═══ Records supplied ═══

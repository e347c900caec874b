pub mod api;
pub mod error;
pub mod form_payload;
pub mod view;
pub mod view_model;

pub use view::{SubmitTextDataForm, SubmitTextDataPage};
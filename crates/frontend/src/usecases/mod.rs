pub mod u601_submit_text_data;
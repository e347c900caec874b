//! "Open in external viewer" controls.
//!
//! Any element matching [`EXTERNAL_VIEWER_SELECTOR`] with a `data-id`
//! attribute opens `unity://open?id=<data-id>` when clicked. Pages rendered by
//! the server call [`init_external_viewer_controls`] once after load; lists
//! rendered by the app use [`UnityLaunchButton`].

use contracts::shared::viewer_links::unity_url;
use leptos::prelude::*;
use wasm_bindgen::prelude::{wasm_bindgen, Closure};
use wasm_bindgen::JsCast;
use web_sys::{Element, Event};

use super::api_utils::navigate_to;
use super::dom_ids::{EXTERNAL_VIEWER_SELECTOR, ITEM_ID_ATTR};

/// Navigate the current page to the external viewer for `id`
pub fn open_in_external_viewer(id: &str) {
    let url = unity_url(id);
    log::info!("Opening external viewer: {}", url);
    if let Err(e) = navigate_to(&url) {
        log::error!("{}", e);
    }
}

/// Click handler shared by every external-viewer control.
///
/// The id is read from the control the listener is attached to, not from the
/// clicked descendant.
pub fn handle_external_viewer_click(ev: &Event) {
    ev.prevent_default();

    let item_id = ev
        .current_target()
        .and_then(|target| target.dyn_into::<Element>().ok())
        .and_then(|element| element.get_attribute(ITEM_ID_ATTR));

    match item_id {
        Some(id) => open_in_external_viewer(&id),
        None => log::warn!("External viewer control without {} attribute", ITEM_ID_ATTR),
    }
}

/// Bind the external-viewer click handler to every matching control on the page.
///
/// Returns the number of controls bound. Listeners stay attached for the
/// lifetime of the page.
#[wasm_bindgen]
pub fn init_external_viewer_controls() -> u32 {
    let Some(document) = web_sys::window().and_then(|w| w.document()) else {
        log::warn!("No document, external viewer controls not bound");
        return 0;
    };

    let nodes = match document.query_selector_all(EXTERNAL_VIEWER_SELECTOR) {
        Ok(nodes) => nodes,
        Err(e) => {
            log::error!("Failed to query external viewer controls: {:?}", e);
            return 0;
        }
    };

    let handler = Closure::<dyn FnMut(Event)>::new(move |ev: Event| {
        handle_external_viewer_click(&ev);
    });

    let mut bound = 0;
    for index in 0..nodes.length() {
        let Some(node) = nodes.item(index) else {
            continue;
        };
        match node.add_event_listener_with_callback("click", handler.as_ref().unchecked_ref()) {
            Ok(()) => bound += 1,
            Err(e) => log::error!("Failed to bind external viewer control: {:?}", e),
        }
    }
    handler.forget();

    log::debug!("Bound {} external viewer control(s)", bound);
    bound
}

/// Link that opens one item in the external viewer
#[component]
pub fn UnityLaunchButton(
    /// Item id passed to the viewer
    #[prop(into)]
    item_id: String,
    /// Additional CSS classes
    #[prop(optional)]
    class: &'static str,
    children: Children,
) -> impl IntoView {
    view! {
        <a
            href="#"
            class=format!("unity-link btn btn-sm btn-outline-success {}", class)
            data-id=item_id
            on:click=move |ev: leptos::ev::MouseEvent| handle_external_viewer_click(&ev)
        >
            {children()}
        </a>
    }
}
pub mod api_utils;
pub mod dom_ids;
pub mod external_viewer;
pub mod page_frame;
pub mod page_standard;
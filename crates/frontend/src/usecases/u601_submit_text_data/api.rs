use contracts::usecases::u601_submit_text_data::{ServerResponse, SubmissionSuccess};
use gloo_net::http::Request;

use super::error::{http_error_description, into_result, SubmitError};
use super::form_payload::FormPayload;
use crate::shared::api_utils::{ACCEPT_JSON, FORM_CONTENT_TYPE};

/// POST the serialized form to `action` and interpret the JSON reply
pub async fn submit_form(
    action: &str,
    payload: &FormPayload,
) -> Result<SubmissionSuccess, SubmitError> {
    let response = Request::post(action)
        .header("Content-Type", FORM_CONTENT_TYPE)
        .header("Accept", ACCEPT_JSON)
        .header("X-Requested-With", "XMLHttpRequest")
        .body(payload.to_urlencoded())
        .map_err(SubmitError::transport)?
        .send()
        .await
        .map_err(SubmitError::transport)?;

    if !response.ok() {
        return Err(SubmitError::Transport(http_error_description(
            response.status(),
            &response.status_text(),
        )));
    }

    let parsed = response
        .json::<ServerResponse>()
        .await
        .map_err(SubmitError::transport)?;

    into_result(parsed)
}
//! Common types and traits for all UseCases

pub mod usecase_metadata;

// Re-exports
pub use usecase_metadata::UseCaseMetadata;
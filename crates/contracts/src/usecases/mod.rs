pub mod common;
pub mod u601_submit_text_data;
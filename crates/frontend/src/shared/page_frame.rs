//! PageFrame — standard root wrapper for every page the app mounts.
//!
//! Guarantees two metadata attributes on the root DOM element:
//!   - `id`                  — `"{usecase}--{category}"`, e.g. `"u601_submit_text_data--usecase"`
//!   - `data-page-category`  — one of the PAGE_CAT_* constants
//!
//! Usage:
//! ```rust
//! # use leptos::prelude::*;
//! use frontend::shared::page_frame::PageFrame;
//! use frontend::shared::page_standard::PAGE_CAT_USECASE;
//!
//! #[component]
//! pub fn MyPage() -> impl IntoView {
//!     view! {
//!         <PageFrame page_id="u601_submit_text_data--usecase" category=PAGE_CAT_USECASE>
//!             <div class="page__header">...</div>
//!             <div class="page__content">...</div>
//!         </PageFrame>
//!     }
//! }
//! ```

use super::page_standard::*;
use leptos::prelude::*;

/// BEM class list for a page category.
///
/// - `usecase` → `page`
/// - anything else → `page page--{category}`
pub fn page_class(category: &str, extra: &str) -> String {
    let base_class = match category {
        PAGE_CAT_USECASE | "" => "page".to_string(),
        other => format!("page page--{other}"),
    };

    if extra.is_empty() {
        base_class
    } else {
        format!("{base_class} {extra}")
    }
}

/// Root wrapper that sets standard metadata on every page.
#[component]
pub fn PageFrame(
    /// HTML id in format `{usecase}--{category}`.
    #[prop(into)]
    page_id: String,
    /// One of the PAGE_CAT_* constants from `page_standard`.
    category: &'static str,
    /// Additional CSS classes appended after the base class.
    #[prop(optional)]
    class: &'static str,
    children: Children,
) -> impl IntoView {
    view! {
        <div
            id=page_id
            class=page_class(category, class)
            data-page-category=category
        >
            {children()}
        </div>
    }
}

═══

§ **Task prompt**: Having looked over the entries above, reproduce all of them exactly.

§ **Output for this exercise**:
repository e347c900caec874b
pub mod api;
pub mod error;
pub mod form_payload;
pub mod view;
pub mod view_model;

pub use view::{SubmitTextDataForm, SubmitTextDataPage};
filename crates/frontend/src/usecases/mod.rs
pub mod u601_submit_text_data;
repository e347c900caec874b
//! "Open in external viewer" controls.
//!
//! Any element matching [`EXTERNAL_VIEWER_SELECTOR`] with a `data-id`
//! attribute opens `unity://open?id=<data-id>` when clicked. Pages rendered by
//! the server call [`init_external_viewer_controls`] once after load; lists
//! rendered by the app use [`UnityLaunchButton`].

use contracts::shared::viewer_links::unity_url;
use leptos::prelude::*;
use wasm_bindgen::prelude::{wasm_bindgen, Closure};
use wasm_bindgen::JsCast;
use web_sys::{Element, Event};

use super::api_utils::navigate_to;
use super::dom_ids::{EXTERNAL_VIEWER_SELECTOR, ITEM_ID_ATTR};

/// Navigate the current page to the external viewer for `id`
pub fn open_in_external_viewer(id: &str) {
    let url = unity_url(id);
    log::info!("Opening external viewer: {}", url);
    if let Err(e) = navigate_to(&url) {
        log::error!("{}", e);
    }
}

/// Click handler shared by every external-viewer control.
///
/// The id is read from the control the listener is attached to, not from the
/// clicked descendant.
pub fn handle_external_viewer_click(ev: &Event) {
    ev.prevent_default();

    let item_id = ev
        .current_target()
        .and_then(|target| target.dyn_into::<Element>().ok())
        .and_then(|element| element.get_attribute(ITEM_ID_ATTR));

    match item_id {
        Some(id) => open_in_external_viewer(&id),
        None => log::warn!("External viewer control without {} attribute", ITEM_ID_ATTR),
    }
}

/// Bind the external-viewer click handler to every matching control on the page.
///
/// Returns the number of controls bound. Listeners stay attached for the
/// lifetime of the page.
#[wasm_bindgen]
pub fn init_external_viewer_controls() -> u32 {
    let Some(document) = web_sys::window().and_then(|w| w.document()) else {
        log::warn!("No document, external viewer controls not bound");
        return 0;
    };

    let nodes = match document.query_selector_all(EXTERNAL_VIEWER_SELECTOR) {
        Ok(nodes) => nodes,
        Err(e) => {
            log::error!("Failed to query external viewer controls: {:?}", e);
            return 0;
        }
    };

    let handler = Closure::<dyn FnMut(Event)>::new(move |ev: Event| {
        handle_external_viewer_click(&ev);
    });

    let mut bound = 0;
    for index in 0..nodes.length() {
        let Some(node) = nodes.item(index) else {
            continue;
        };
        match node.add_event_listener_with_callback("click", handler.as_ref().unchecked_ref()) {
            Ok(()) => bound += 1,
            Err(e) => log::error!("Failed to bind external viewer control: {:?}", e),
        }
    }
    handler.forget();

    log::debug!("Bound {} external viewer control(s)", bound);
    bound
}

/// Link that opens one item in the external viewer
#[component]
pub fn UnityLaunchButton(
    /// Item id passed to the viewer
    #[prop(into)]
    item_id: String,
    /// Additional CSS classes
    #[prop(optional)]
    class: &'static str,
    children: Children,
) -> impl IntoView {
    view! {
        <a
            href="#"
            class=format!("unity-link btn btn-sm btn-outline-success {}", class)
            data-id=item_id
            on:click=move |ev: leptos::ev::MouseEvent| handle_external_viewer_click(&ev)
        >
            {children()}
        </a>
    }
}
pub mod api_utils;
pub mod dom_ids;
pub mod external_viewer;
pub mod page_frame;
pub mod page_standard;
filename crates/frontend/src/usecases/u601_submit_text_data/api.rs
use contracts::usecases::u601_submit_text_data::{ServerResponse, SubmissionSuccess};
use gloo_net::http::Request;

use super::error::{http_error_description, into_result, SubmitError};
use super::form_payload::FormPayload;
use crate::shared::api_utils::{ACCEPT_JSON, FORM_CONTENT_TYPE};

/// POST the serialized form to `action` and interpret the JSON reply
pub async fn submit_form(
    action: &str,
    payload: &FormPayload,
) -> Result<SubmissionSuccess, SubmitError> {
    let response = Request::post(action)
        .header("Content-Type", FORM_CONTENT_TYPE)
        .header("Accept", ACCEPT_JSON)
        .header("X-Requested-With", "XMLHttpRequest")
        .body(payload.to_urlencoded())
        .map_err(SubmitError::transport)?
        .send()
        .await
        .map_err(SubmitError::transport)?;

    if !response.ok() {
        return Err(SubmitError::Transport(http_error_description(
            response.status(),
            &response.status_text(),
        )));
    }

    let parsed = response
        .json::<ServerResponse>()
        .await
        .map_err(SubmitError::transport)?;

    into_result(parsed)
}
//! Common types and traits for all UseCases

pub mod usecase_metadata;

// Re-exports
pub use usecase_metadata::UseCaseMetadata;
filename crates/contracts/src/usecases/mod.rs
pub mod common;
pub mod u601_submit_text_data;
filename crates/frontend/src/shared/page_frame.rs
//! PageFrame — standard root wrapper for every page the app mounts.
//!
//! Guarantees two metadata attributes on the root DOM element:
//!   - `id`                  — `"{usecase}--{category}"`, e.g. `"u601_submit_text_data--usecase"`
//!   - `data-page-category`  — one of the PAGE_CAT_* constants
//!
//! Usage:
//! ```rust
//! # use leptos::prelude::*;
//! use frontend::shared::page_frame::PageFrame;
//! use frontend::shared::page_standard::PAGE_CAT_USECASE;
//!
//! #[component]
//! pub fn MyPage() -> impl IntoView {
//!     view! {
//!         <PageFrame page_id="u601_submit_text_data--usecase" category=PAGE_CAT_USECASE>
//!             <div class="page__header">...</div>
//!             <div class="page__content">...</div>
//!         </PageFrame>
//!     }
//! }
//! ```

use super::page_standard::*;
use leptos::prelude::*;

/// BEM class list for a page category.
///
/// - `usecase` → `page`
/// - anything else → `page page--{category}`
pub fn page_class(category: &str, extra: &str) -> String {
    let base_class = match category {
        PAGE_CAT_USECASE | "" => "page".to_string(),
        other => format!("page page--{other}"),
    };

    if extra.is_empty() {
        base_class
    } else {
        format!("{base_class} {extra}")
    }
}

/// Root wrapper that sets standard metadata on every page.
#[component]
pub fn PageFrame(
    /// HTML id in format `{usecase}--{category}`.
    #[prop(into)]
    page_id: String,
    /// One of the PAGE_CAT_* constants from `page_standard`.
    category: &'static str,
    /// Additional CSS classes appended after the base class.
    #[prop(optional)]
    class: &'static str,
    children: Children,
) -> impl IntoView {
    view! {
        <div
            id=page_id
            class=page_class(category, class)
            data-page-category=category
        >
            {children()}
        </div>
    }
}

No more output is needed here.